The first big shake-up of UK consumer credit laws for more than 30 years has been unveiled amid growing concern about the levels of personal debt.

BBC News explains why the new laws are needed - and what they could mean for borrowers.

What's wrong with the existing rules?

Consumer groups say the main law that governs the marketing and administration of credit to consumers - the Consumer Credit Act 1974 - no longer provides foolproof protection for consumers.

They say the credit landscape has changed dramatically over the last 30 years. In 1971, only one type of credit card was available. Now there are about 1,300 credit cards on the market.

So are lax laws to blame for growing consumer debt?

People get into debt for a variety of reasons. More often than not, a change in circumstances, such as a divorce or loss of a job, can send someone into the red.

However, consumer groups say the complexity and lack of transparency of some financial products make it difficult for consumers to pick the right product for their needs.

DEALING WITH DEBT
A stressed woman

They say loans often tie people in for the long-term, and include penalties for early repayment.

There is also concern that lenders are acting irresponsibly by failing to make sure consumers can afford the cost of credit.

What is the government doing about it?

The new credit bill outlined in the Queen's speech is the final stage of the reform of the UK's credit regime.

In 2004 the government made a series of amendments to the Consumer Credit Act 1974.

Put simply, the credit bill outlined in the Queens' speech includes all the changes to the existing credit regime that required a new act of parliament.

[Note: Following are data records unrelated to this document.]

//! Output types for prime filter passes.
//!
//! ## Purpose
//!
//! This module defines `PrimeResult`, which holds the primes found by one
//! pass together with the metadata needed to interpret them (input size,
//! ordering guarantee, strategy, worker count).
//!
//! ## Design notes
//!
//! * **Ownership**: A result is handed to the caller and never touched by
//!   the library again.
//! * **Ordering**: Parallel results carry `ordered == false`; helpers that
//!   need order sort a copy instead of mutating the result.
//! * **Ergonomics**: Implements `Display` for human-readable output.
//!
//! ## Invariants
//!
//! * `primes.len() <= candidates`.
//! * If `ordered` is true, `primes` is in input order.
//!
//! ## Non-goals
//!
//! * This module does not perform calculations; it only stores results.
//! * This module does not time passes (handled by callers).

// Feature-gated imports
#[cfg(not(feature = "std"))]
use alloc::vec::Vec;
#[cfg(feature = "std")]
use std::vec::Vec;

// External dependencies
use core::fmt::{Display, Formatter, Result};
use num_traits::PrimInt;

// ============================================================================
// Strategy
// ============================================================================

/// Execution strategy that produced a result.
#[derive(Debug, Clone, Copy, PartialEq, Eq, Hash)]
pub enum Strategy {
    /// Single-threaded, order-preserving pass.
    Sequential,

    /// Fan-out/collect pass over a worker pool.
    Parallel,
}

impl Display for Strategy {
    fn fmt(&self, f: &mut Formatter<'_>) -> Result {
        match self {
            Self::Sequential => write!(f, "Sequential"),
            Self::Parallel => write!(f, "Parallel"),
        }
    }
}

// ============================================================================
// Result Structure
// ============================================================================

/// Primes found by one filter pass.
#[derive(Debug, Clone, PartialEq, Eq)]
pub struct PrimeResult<T> {
    /// Primes found. In input order only if `ordered` is true.
    pub primes: Vec<T>,

    /// Number of candidates tested.
    pub candidates: usize,

    /// Whether `primes` preserves input order.
    pub ordered: bool,

    /// Strategy that produced the result.
    pub strategy: Strategy,

    /// Worker threads that served the pass.
    pub workers: usize,
}

impl<T: PrimInt> PrimeResult<T> {
    // ========================================================================
    // Query Methods
    // ========================================================================

    /// Number of primes found.
    pub fn count(&self) -> usize {
        self.primes.len()
    }

    /// Check whether no primes were found.
    pub fn is_empty(&self) -> bool {
        self.primes.is_empty()
    }

    /// First `n` primes as stored.
    pub fn head(&self, n: usize) -> &[T] {
        &self.primes[..n.min(self.primes.len())]
    }

    /// All primes in ascending order.
    pub fn sorted(&self) -> Vec<T> {
        let mut out = self.primes.clone();
        out.sort_unstable();
        out
    }

    /// Primes strictly below `bound`, ascending.
    pub fn sorted_below(&self, bound: T) -> Vec<T> {
        let mut out: Vec<T> = self.primes.iter().copied().filter(|&p| p < bound).collect();
        out.sort_unstable();
        out
    }

    /// Check whether `value` was found.
    pub fn contains(&self, value: T) -> bool {
        self.primes.contains(&value)
    }
}

// ============================================================================
// Display Implementation
// ============================================================================

impl<T: PrimInt + Display> Display for PrimeResult<T> {
    fn fmt(&self, f: &mut Formatter<'_>) -> Result {
        writeln!(f, "Summary:")?;
        writeln!(f, "  Strategy:   {}", self.strategy)?;
        writeln!(f, "  Candidates: {}", self.candidates)?;
        writeln!(f, "  Primes:     {}", self.count())?;
        writeln!(f, "  Workers:    {}", self.workers)?;
        writeln!(f)?;

        writeln!(f, "Primes:")?;
        let values = self.sorted();
        let n = values.len();
        let shown: Vec<usize> = if n <= 20 {
            (0..n).collect()
        } else {
            (0..10).chain(n - 10..n).collect()
        };

        let mut prev_idx = 0;
        for (i, &idx) in shown.iter().enumerate() {
            if i > 0 && idx != prev_idx + 1 {
                writeln!(f, "{:>12}", "...")?;
            }
            prev_idx = idx;
            writeln!(f, "{:>12}", values[idx])?;
        }

        Ok(())
    }
}
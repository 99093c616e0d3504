//! Candidate sequence construction.
//!
//! ## Purpose
//!
//! This module builds the ordered sequence of integers that a filter pass
//! tests for primality. The sequence is generated once per run and shared
//! read-only by every strategy that consumes it.
//!
//! ## Design notes
//!
//! * **Inclusive**: The range runs from 2 up to and including `limit + 1`.
//! * **Degenerate ranges**: A limit below 2 yields an empty sequence.
//! * **Overflow-safe**: `limit + 1` is computed with a checked add, and the
//!   iteration stops on equality so the last element never increments past
//!   the end of the type.
//! * **Fallible allocation**: The whole range is reserved up front with
//!   `try_reserve_exact`; a range too large for memory is an error.
//! * **Generics**: Generic over primitive integer types.
//!
//! ## Invariants
//!
//! * The output is strictly increasing.
//! * Every element is at least 2.
//!
//! ## Non-goals
//!
//! * This module does not test primality.
//! * This module does not produce lazy or chunked ranges.

// Feature-gated imports
#[cfg(not(feature = "std"))]
use alloc::vec::Vec;
#[cfg(feature = "std")]
use std::vec::Vec;

// External dependencies
use num_traits::PrimInt;

// Internal dependencies
use crate::primitives::errors::PrimesError;

// ============================================================================
// Candidate Generation
// ============================================================================

/// Build the candidate sequence `[2, limit + 1]`.
///
/// Returns an empty vector when `limit < 2`, and `CapacityOverflow` when the
/// range cannot be allocated.
pub fn candidates<T: PrimInt>(limit: T) -> Result<Vec<T>, PrimesError> {
    let two = T::one() + T::one();
    if limit < two {
        return Ok(Vec::new());
    }

    let end = limit
        .checked_add(&T::one())
        .ok_or_else(|| PrimesError::LimitOverflow {
            limit: limit.to_u128().unwrap_or(u128::MAX),
        })?;

    let too_large = || PrimesError::CapacityOverflow {
        limit: limit.to_u128().unwrap_or(u128::MAX),
    };
    let len = end.to_usize().ok_or_else(too_large)? - 1;
    let mut out = Vec::new();
    out.try_reserve_exact(len).map_err(|_| too_large())?;

    let mut n = two;
    loop {
        out.push(n);
        if n == end {
            break;
        }
        n = n + T::one();
    }

    Ok(out)
}
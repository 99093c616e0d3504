//! Layer 4: Adapters
//!
//! # Purpose
//!
//! This layer provides the execution builders that turn a configured
//! `PrimesBuilder` into a runnable processor.
//!
//! - **Batch**: Filters a complete in-memory candidate sequence
//!
//! # Architecture
//!
//! ```text
//! Layer 5: API
//!   ↓
//! Layer 4: Adapters ← You are here
//!   ↓
//! Layer 3: Engine
//!   ↓
//! Layer 2: Algorithms
//!   ↓
//! Layer 1: Primitives
//! ```

/// Batch adapter for in-memory candidate sequences.
pub mod batch;
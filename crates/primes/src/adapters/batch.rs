//! Batch adapter for prime filtering.
//!
//! ## Purpose
//!
//! This module provides the batch execution adapter. It filters a complete
//! candidate sequence held in memory and returns every prime in it.
//!
//! ## Design notes
//!
//! * **Processing**: Processes the entire sequence in a single pass.
//! * **Delegation**: Delegates computation to the execution engine.
//! * **Reusable**: A built processor can filter any number of inputs.
//! * **Generics**: Generic over primitive integer types.
//!
//! ## Key concepts
//!
//! * **Builder Pattern**: Fluent API for configuration with sensible defaults.
//! * **Pass Injection**: Extension crates install a custom pass through the
//!   hidden `custom_filter_pass` setter.
//!
//! ## Invariants
//!
//! * Without a custom pass, output order matches input order.
//! * The input slice is never modified.
//!
//! ## Non-goals
//!
//! * This adapter does not generate candidates (see `candidates`).
//! * This adapter does not spawn threads.

// External dependencies
use num_traits::PrimInt;

// Internal dependencies
use crate::algorithms::primality::is_prime;
use crate::engine::executor::{FilterPassFn, PredicateFn, PrimesConfig, PrimesExecutor};
use crate::engine::output::PrimeResult;
use crate::engine::validator::Validator;
use crate::primitives::collector::Collector;
use crate::primitives::errors::PrimesError;

// ============================================================================
// Batch Primes Builder
// ============================================================================

/// Builder for batch prime filter processor.
#[derive(Debug, Clone)]
pub struct BatchPrimesBuilder<T> {
    /// Candidates per work unit
    pub chunk_size: Option<usize>,

    /// Worker thread count
    pub threads: Option<usize>,

    /// Concurrent container for parallel passes
    pub collector: Collector,

    /// Per-candidate predicate
    pub predicate: PredicateFn<T>,

    // ++++++++++++++++++++++++++++++++++++++
    // +               DEV                  +
    // ++++++++++++++++++++++++++++++++++++++
    /// Custom filter pass function.
    #[doc(hidden)]
    pub custom_filter_pass: Option<FilterPassFn<T>>,

    /// Parallel execution hint.
    #[doc(hidden)]
    pub parallel: Option<bool>,

    /// Tracks if any parameter was set multiple times (for validation)
    #[doc(hidden)]
    pub(crate) duplicate_param: Option<&'static str>,
}

impl<T: PrimInt> Default for BatchPrimesBuilder<T> {
    fn default() -> Self {
        Self::new()
    }
}

impl<T: PrimInt> BatchPrimesBuilder<T> {
    /// Create a new batch builder with default parameters.
    fn new() -> Self {
        Self {
            chunk_size: None,
            threads: None,
            collector: Collector::default(),
            predicate: is_prime::<T>,
            custom_filter_pass: None,
            parallel: None,
            duplicate_param: None,
        }
    }

    // ========================================================================
    // Shared Setters
    // ========================================================================

    /// Set the number of candidates per work unit.
    pub fn chunk_size(mut self, chunk_size: usize) -> Self {
        self.chunk_size = Some(chunk_size);
        self
    }

    /// Set the number of worker threads.
    pub fn threads(mut self, threads: usize) -> Self {
        self.threads = Some(threads);
        self
    }

    /// Set the concurrent result container.
    pub fn collector(mut self, collector: Collector) -> Self {
        self.collector = collector;
        self
    }

    /// Replace the per-candidate predicate.
    pub fn predicate(mut self, predicate: PredicateFn<T>) -> Self {
        self.predicate = predicate;
        self
    }

    // ++++++++++++++++++++++++++++++++++++++
    // +               DEV                  +
    // ++++++++++++++++++++++++++++++++++++++

    /// Set parallel execution hint.
    #[doc(hidden)]
    pub fn parallel(mut self, parallel: bool) -> Self {
        self.parallel = Some(parallel);
        self
    }

    /// Set a custom filter pass function.
    #[doc(hidden)]
    pub fn custom_filter_pass(mut self, pass: FilterPassFn<T>) -> Self {
        self.custom_filter_pass = Some(pass);
        self
    }

    // ========================================================================
    // Build Method
    // ========================================================================

    /// Build the batch processor.
    pub fn build(self) -> Result<BatchPrimes<T>, PrimesError> {
        // Check for duplicate parameter configuration
        Validator::validate_no_duplicates(self.duplicate_param)?;

        if let Some(chunk_size) = self.chunk_size {
            Validator::validate_chunk_size(chunk_size)?;
        }

        if let Some(threads) = self.threads {
            Validator::validate_threads(threads)?;
        }

        Ok(BatchPrimes { config: self })
    }
}

// ============================================================================
// Batch Primes Processor
// ============================================================================

/// Batch prime filter processor.
#[derive(Debug, Clone)]
pub struct BatchPrimes<T> {
    config: BatchPrimesBuilder<T>,
}

impl<T: PrimInt> BatchPrimes<T> {
    /// Filter `candidates`, returning every prime they contain.
    pub fn filter(&self, candidates: &[T]) -> Result<PrimeResult<T>, PrimesError> {
        let config = PrimesConfig {
            chunk_size: self.config.chunk_size,
            threads: self.config.threads,
            collector: self.config.collector,
            predicate: self.config.predicate,
            // ++++++++++++++++++++++++++++++++++++++
            // +               DEV                  +
            // ++++++++++++++++++++++++++++++++++++++
            custom_filter_pass: self.config.custom_filter_pass,
            parallel: self.config.parallel.unwrap_or(false),
        };

        let output = PrimesExecutor::run_with_config(candidates, &config)?;

        Ok(PrimeResult {
            primes: output.primes,
            candidates: candidates.len(),
            ordered: output.ordered,
            strategy: output.strategy,
            workers: output.workers,
        })
    }
}
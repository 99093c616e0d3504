//! End-to-end tests for the `fastprimes` binary.

use std::process::{Command, Stdio};

fn fastprimes(args: &[&str]) -> std::process::Output {
    Command::new(env!("CARGO_BIN_EXE_fastprimes"))
        .args(args)
        .stdin(Stdio::null())
        .output()
        .expect("failed to launch fastprimes")
}

/// Test the full comparison output for a small limit.
#[test]
fn test_limit_80_output() {
    let out = fastprimes(&["80"]);
    assert!(out.status.success());

    let stdout = String::from_utf8(out.stdout).unwrap();
    let lines: Vec<&str> = stdout.lines().collect();

    assert_eq!(lines.len(), 5);
    assert!(lines[0].starts_with("Sequential filter | Total prime numbers : 22 | Time Taken : "));
    assert_eq!(lines[1], "2 3 5 7 11 13 17 19 23 29 31 37 41 43 47 53 59 61 67 71");
    assert!(lines[2].starts_with("Parallel filter   | Total prime numbers : 22 | Time Taken : "));
    assert_eq!(
        lines[3],
        "2 3 5 7 11 13 17 19 23 29 31 37 41 43 47 53 59 61 67 71 73 79"
    );
    assert_eq!(lines[4], "Press Enter to exit.");
}

/// Test a degenerate limit.
#[test]
fn test_limit_1_output() {
    let out = fastprimes(&["1"]);
    assert!(out.status.success());

    let stdout = String::from_utf8(out.stdout).unwrap();
    assert!(stdout.contains("Sequential filter | Total prime numbers : 0 |"));
    assert!(stdout.contains("Parallel filter   | Total prime numbers : 0 |"));
}

/// Test a negative limit is accepted and treated as empty.
#[test]
fn test_negative_limit() {
    let out = fastprimes(&["-5"]);
    assert!(out.status.success());
}

/// Test non-integer input fails before any computation.
#[test]
fn test_invalid_limit() {
    let out = fastprimes(&["abc"]);

    assert!(!out.status.success());
    assert!(out.stdout.is_empty(), "nothing is computed or printed");
    assert!(!out.stderr.is_empty());
}

/// Test an out-of-range limit fails.
#[test]
fn test_overflowing_limit() {
    let out = fastprimes(&["9223372036854775807"]);

    assert!(!out.status.success());
    assert!(String::from_utf8_lossy(&out.stderr).contains("Limit overflow"));
}

/// Test a limit whose range cannot be allocated exits with an error, not a panic.
#[test]
fn test_unallocatable_limit() {
    let out = fastprimes(&["9223372036854775806"]);
    let stderr = String::from_utf8_lossy(&out.stderr);

    assert_eq!(out.status.code(), Some(1));
    assert!(stderr.contains("Capacity overflow"));
    assert!(!stderr.contains("panicked"));
    assert!(out.stdout.is_empty());
}
//! Tests for the prelude module.
//!
//! These tests verify that the prelude exports everything needed for a
//! complete filtering workflow with a single import.
//!
//! ## Test Organization
//!
//! 1. **Import Verification** - All prelude exports are accessible
//! 2. **Builder Pattern** - Complete workflows work with prelude imports

use primes::prelude::*;

// ============================================================================
// Import Verification Tests
// ============================================================================

/// Test that the builder, adapter and result types are usable.
#[test]
fn test_prelude_imports() {
    let c = candidates(30u32).unwrap();
    let result: Result<PrimeResult<u32>, PrimesError> =
        Primes::new().adapter(Batch).build().unwrap().filter(&c);

    assert!(result.is_ok(), "Basic filter should work with prelude imports");
}

/// Test Collector variants are available.
#[test]
fn test_prelude_collectors() {
    let _ = Primes::<u32>::new().collector(LockFree);
    let _ = Primes::<u32>::new().collector(Locked);
}

/// Test the primality tester and strategy are available.
#[test]
fn test_prelude_helpers() {
    assert!(is_prime(97u32));
    assert_eq!(Strategy::Sequential.to_string(), "Sequential");
}

// ============================================================================
// Builder Pattern Tests
// ============================================================================

/// Test a fully configured sequential workflow.
#[test]
fn test_prelude_full_workflow() {
    let c = candidates(99u64).unwrap();
    let result = Primes::new()
        .chunk_size(16)
        .threads(2)
        .collector(Locked)
        .adapter(Batch)
        .build()
        .unwrap()
        .filter(&c)
        .unwrap();

    assert_eq!(result.strategy, Strategy::Sequential);
    assert_eq!(result.count(), 25);
    assert_eq!(result.head(3), &[2, 3, 5]);
}
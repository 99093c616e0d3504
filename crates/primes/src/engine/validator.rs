//! Validation for filter configuration.
//!
//! ## Purpose
//!
//! This module checks builder parameters before a processor is created, so
//! a misconfigured pass fails at `build()` rather than mid-execution.
//!
//! ## Design notes
//!
//! * **Fail-Fast**: Validation stops at the first error encountered.
//! * **Side-effect free**: Nothing is allocated or spawned here.
//!
//! ## Invariants
//!
//! * A validated configuration never causes a pass to return an error,
//!   except for worker pool creation which depends on the host.
//!
//! ## Non-goals
//!
//! * This module does not build the candidate sequence (see `candidates`).
//! * This module does not correct invalid parameters.

// Internal dependencies
use crate::primitives::errors::PrimesError;

// ============================================================================
// Validator
// ============================================================================

/// Validation utility for filter configuration.
pub struct Validator;

impl Validator {
    /// Validate an explicit chunk size.
    pub fn validate_chunk_size(chunk_size: usize) -> Result<(), PrimesError> {
        if chunk_size == 0 {
            return Err(PrimesError::InvalidChunkSize(chunk_size));
        }
        Ok(())
    }

    /// Validate an explicit worker thread count.
    pub fn validate_threads(threads: usize) -> Result<(), PrimesError> {
        if threads == 0 {
            return Err(PrimesError::InvalidThreads(threads));
        }
        Ok(())
    }

    /// Reject builders in which a parameter was configured twice.
    pub fn validate_no_duplicates(duplicate: Option<&'static str>) -> Result<(), PrimesError> {
        match duplicate {
            Some(parameter) => Err(PrimesError::DuplicateParameter { parameter }),
            None => Ok(()),
        }
    }
}
//! Prime filter benchmarks using Criterion.
//!
//! Benchmarks cover:
//! - Scalability (10K to 1M candidates)
//! - Collector choice (lock-free vs mutex)
//! - Chunk size sensitivity
//!
//! For sequential execution only, use `FASTPRIMES_BACKEND=serial cargo bench`.
//! For parallel execution only, use `FASTPRIMES_BACKEND=parallel cargo bench`.
//! With neither, both strategies are measured side by side.

use criterion::{criterion_group, criterion_main, BenchmarkId, Criterion, Throughput};
use fastPrimes::prelude::*;
use std::env;
use std::hint::black_box;

// ============================================================================
// Helper Functions
// ============================================================================

fn strategies() -> Vec<(bool, &'static str)> {
    match env::var("FASTPRIMES_BACKEND").ok().as_deref() {
        Some("serial") | Some("sequential") => vec![(false, "serial")],
        Some("parallel") => vec![(true, "parallel")],
        _ => vec![(false, "serial"), (true, "parallel")],
    }
}

// ============================================================================
// Benchmarks
// ============================================================================

fn bench_scalability(c: &mut Criterion) {
    let mut group = c.benchmark_group("scalability");
    group.sample_size(20);

    for limit in [10_000u64, 100_000, 1_000_000] {
        let input = candidates(limit).unwrap();
        group.throughput(Throughput::Elements(input.len() as u64));

        for (parallel, name) in strategies() {
            let model = Primes::<u64>::new()
                .adapter(Batch)
                .parallel(parallel)
                .build()
                .unwrap();
            group.bench_with_input(BenchmarkId::new(name, limit), &input, |b, input| {
                b.iter(|| model.filter(black_box(input)).unwrap())
            });
        }
    }

    group.finish();
}

fn bench_collectors(c: &mut Criterion) {
    let mut group = c.benchmark_group("collectors");
    group.sample_size(20);
    let input = candidates(500_000u64).unwrap();

    for (collector, name) in [(LockFree, "lock_free"), (Locked, "locked")] {
        let model = Primes::<u64>::new()
            .collector(collector)
            .adapter(Batch)
            .build()
            .unwrap();
        group.bench_function(name, |b| b.iter(|| model.filter(black_box(&input)).unwrap()));
    }

    group.finish();
}

fn bench_chunk_sizes(c: &mut Criterion) {
    let mut group = c.benchmark_group("chunk_size");
    group.sample_size(20);
    let input = candidates(500_000u64).unwrap();

    for chunk_size in [64usize, 1_024, 16_384, 131_072] {
        let model = Primes::<u64>::new()
            .chunk_size(chunk_size)
            .adapter(Batch)
            .build()
            .unwrap();
        group.bench_with_input(
            BenchmarkId::from_parameter(chunk_size),
            &input,
            |b, input| b.iter(|| model.filter(black_box(input)).unwrap()),
        );
    }

    group.finish();
}

criterion_group!(benches, bench_scalability, bench_collectors, bench_chunk_sizes);
criterion_main!(benches);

The measures in the credit bill include:

  • Creation of an "unfair credit" test, making it easier for people to take lenders to court if they feel they are paying an unnecessarily high level of interest or charges.
  • Consumers to be given free access to the Financial Ombudsman service to resolve disputes over credit agreements with lenders.
  • Lenders to provide annual statements to borrowers outlining in full the amount owed.
  • Office of Fair Trading (OFT) to be given new powers to fine rogue lenders. At present, the only sanction the OFT has is the removal of a lender's credit license.

What changes have already been made?

The APR, which refers to the costs of the loan, must be more prominent than all other financial information.

It will become an offence to conceal the true cost of a loan in the terms and conditions. Companies that flout the rules could lose their consumer credit licence.

In addition, charges for paying off a loan early will be limited to interest for one month and 28 days.

At present, lenders can charge two months and 28 days interest.

The industry has also acted to put its own house in order, incorporating a so-called "honesty box" in their credit card statements which outline the costs of the loan and any additional charges.

So that's it then, UK credit laws will now be left alone for another generation?

Certainly the credit bill, if it is approved by Parliament, is seen by the government as dotting the i's and crossing the t's on the reform of UK credit.

Some consumer groups, such as Which?say the changes don't go far enough.

They have called for a ceiling to be imposed on lenders' interest rates.

The Department of Trade and Industry (DTI) decided not to impose a cap on the grounds that it could make it hard for low-income consumers to get credit. Lenders often charge a high interest rate to cover themselves against the potentially high risk of certain borrowers.

But the DTI added that it would keep its decision under review.